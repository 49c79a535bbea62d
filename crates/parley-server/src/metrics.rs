//! Metrics collection and export for the Parley server.
//!
//! Uses the `metrics` crate for instrumentation and exports
//! to Prometheus format.

use metrics::{counter, gauge};
use metrics_exporter_prometheus::PrometheusBuilder;
use std::net::SocketAddr;
use tracing::info;

/// Metric names.
pub mod names {
    pub const CONNECTIONS_TOTAL: &str = "parley_connections_total";
    pub const CONNECTIONS_ACTIVE: &str = "parley_connections_active";
    pub const FRAMES_TOTAL: &str = "parley_frames_total";
    pub const FRAMES_BYTES: &str = "parley_frames_bytes";
    pub const CHAT_MESSAGES_TOTAL: &str = "parley_chat_messages_total";
    pub const ROOMS_ACTIVE: &str = "parley_rooms_active";
    pub const REACTIONS_TOTAL: &str = "parley_reactions_total";
    pub const ERRORS_TOTAL: &str = "parley_errors_total";
}

/// Initialize the metrics system.
pub fn init_metrics() {
    metrics::describe_counter!(
        names::CONNECTIONS_TOTAL,
        "Total number of connections since server start"
    );
    metrics::describe_gauge!(
        names::CONNECTIONS_ACTIVE,
        "Current number of active connections"
    );
    metrics::describe_counter!(names::FRAMES_TOTAL, "Total number of wire frames processed");
    metrics::describe_counter!(names::FRAMES_BYTES, "Total bytes of wire frames processed");
    metrics::describe_counter!(
        names::CHAT_MESSAGES_TOTAL,
        "Total number of chat messages routed"
    );
    metrics::describe_gauge!(names::ROOMS_ACTIVE, "Current number of rooms");
    metrics::describe_counter!(names::REACTIONS_TOTAL, "Total number of reaction toggles");
    metrics::describe_counter!(names::ERRORS_TOTAL, "Total number of errors");

    info!("Metrics initialized");
}

/// Start the Prometheus metrics server.
///
/// # Errors
///
/// Returns an error if the server cannot be started.
pub fn start_metrics_server(port: u16) -> Result<(), Box<dyn std::error::Error>> {
    let addr: SocketAddr = format!("0.0.0.0:{}", port).parse()?;

    PrometheusBuilder::new()
        .with_http_listener(addr)
        .install()?;

    info!("Metrics server listening on {}", addr);
    Ok(())
}

/// Record a new connection.
pub fn record_connection() {
    counter!(names::CONNECTIONS_TOTAL).increment(1);
    gauge!(names::CONNECTIONS_ACTIVE).increment(1.0);
}

/// Record a disconnection.
pub fn record_disconnection() {
    gauge!(names::CONNECTIONS_ACTIVE).decrement(1.0);
}

/// Record a wire frame.
pub fn record_frame(bytes: usize, direction: &str) {
    counter!(names::FRAMES_TOTAL, "direction" => direction.to_string()).increment(1);
    counter!(names::FRAMES_BYTES, "direction" => direction.to_string()).increment(bytes as u64);
}

/// Record a routed chat message.
pub fn record_chat_message(kind: &str) {
    counter!(names::CHAT_MESSAGES_TOTAL, "kind" => kind.to_string()).increment(1);
}

/// Record a reaction toggle.
pub fn record_reaction() {
    counter!(names::REACTIONS_TOTAL).increment(1);
}

/// Update the active room count.
pub fn set_active_rooms(count: usize) {
    gauge!(names::ROOMS_ACTIVE).set(count as f64);
}

/// Record an error.
pub fn record_error(error_type: &str) {
    counter!(names::ERRORS_TOTAL, "type" => error_type.to_string()).increment(1);
}

/// Metrics guard that records disconnection on drop.
pub struct ConnectionMetricsGuard;

impl ConnectionMetricsGuard {
    /// Create a new metrics guard, recording a connection.
    #[must_use]
    pub fn new() -> Self {
        record_connection();
        Self
    }
}

impl Default for ConnectionMetricsGuard {
    fn default() -> Self {
        Self::new()
    }
}

impl Drop for ConnectionMetricsGuard {
    fn drop(&mut self) {
        record_disconnection();
    }
}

+++

Your instructions => Retype the whole listing above. Please keep it exact.

Exercise result =>
repository 49c79a535bbea62d
filename crates/parley-server/src/metrics.rs
//! Metrics collection and export for the Parley server.
//!
//! Uses the `metrics` crate for instrumentation and exports
//! to Prometheus format.

use metrics::{counter, gauge};
use metrics_exporter_prometheus::PrometheusBuilder;
use std::net::SocketAddr;
use tracing::info;

/// Metric names.
pub mod names {
    pub const CONNECTIONS_TOTAL: &str = "parley_connections_total";
    pub const CONNECTIONS_ACTIVE: &str = "parley_connections_active";
    pub const FRAMES_TOTAL: &str = "parley_frames_total";
    pub const FRAMES_BYTES: &str = "parley_frames_bytes";
    pub const CHAT_MESSAGES_TOTAL: &str = "parley_chat_messages_total";
    pub const ROOMS_ACTIVE: &str = "parley_rooms_active";
    pub const REACTIONS_TOTAL: &str = "parley_reactions_total";
    pub const ERRORS_TOTAL: &str = "parley_errors_total";
}

/// Initialize the metrics system.
pub fn init_metrics() {
    metrics::describe_counter!(
        names::CONNECTIONS_TOTAL,
        "Total number of connections since server start"
    );
    metrics::describe_gauge!(
        names::CONNECTIONS_ACTIVE,
        "Current number of active connections"
    );
    metrics::describe_counter!(names::FRAMES_TOTAL, "Total number of wire frames processed");
    metrics::describe_counter!(names::FRAMES_BYTES, "Total bytes of wire frames processed");
    metrics::describe_counter!(
        names::CHAT_MESSAGES_TOTAL,
        "Total number of chat messages routed"
    );
    metrics::describe_gauge!(names::ROOMS_ACTIVE, "Current number of rooms");
    metrics::describe_counter!(names::REACTIONS_TOTAL, "Total number of reaction toggles");
    metrics::describe_counter!(names::ERRORS_TOTAL, "Total number of errors");

    info!("Metrics initialized");
}

/// Start the Prometheus metrics server.
///
/// # Errors
///
/// Returns an error if the server cannot be started.
pub fn start_metrics_server(port: u16) -> Result<(), Box<dyn std::error::Error>> {
    let addr: SocketAddr = format!("0.0.0.0:{}", port).parse()?;

    PrometheusBuilder::new()
        .with_http_listener(addr)
        .install()?;

    info!("Metrics server listening on {}", addr);
    Ok(())
}

/// Record a new connection.
pub fn record_connection() {
    counter!(names::CONNECTIONS_TOTAL).increment(1);
    gauge!(names::CONNECTIONS_ACTIVE).increment(1.0);
}

/// Record a disconnection.
pub fn record_disconnection() {
    gauge!(names::CONNECTIONS_ACTIVE).decrement(1.0);
}

/// Record a wire frame.
pub fn record_frame(bytes: usize, direction: &str) {
    counter!(names::FRAMES_TOTAL, "direction" => direction.to_string()).increment(1);
    counter!(names::FRAMES_BYTES, "direction" => direction.to_string()).increment(bytes as u64);
}

/// Record a routed chat message.
pub fn record_chat_message(kind: &str) {
    counter!(names::CHAT_MESSAGES_TOTAL, "kind" => kind.to_string()).increment(1);
}

/// Record a reaction toggle.
pub fn record_reaction() {
    counter!(names::REACTIONS_TOTAL).increment(1);
}

/// Update the active room count.
pub fn set_active_rooms(count: usize) {
    gauge!(names::ROOMS_ACTIVE).set(count as f64);
}

/// Record an error.
pub fn record_error(error_type: &str) {
    counter!(names::ERRORS_TOTAL, "type" => error_type.to_string()).increment(1);
}

/// Metrics guard that records disconnection on drop.
pub struct ConnectionMetricsGuard;

impl ConnectionMetricsGuard {
    /// Create a new metrics guard, recording a connection.
    #[must_use]
    pub fn new() -> Self {
        record_connection();
        Self
    }
}

impl Default for ConnectionMetricsGuard {
    fn default() -> Self {
        Self::new()
    }
}

impl Drop for ConnectionMetricsGuard {
    fn drop(&mut self) {
        record_disconnection();
    }
}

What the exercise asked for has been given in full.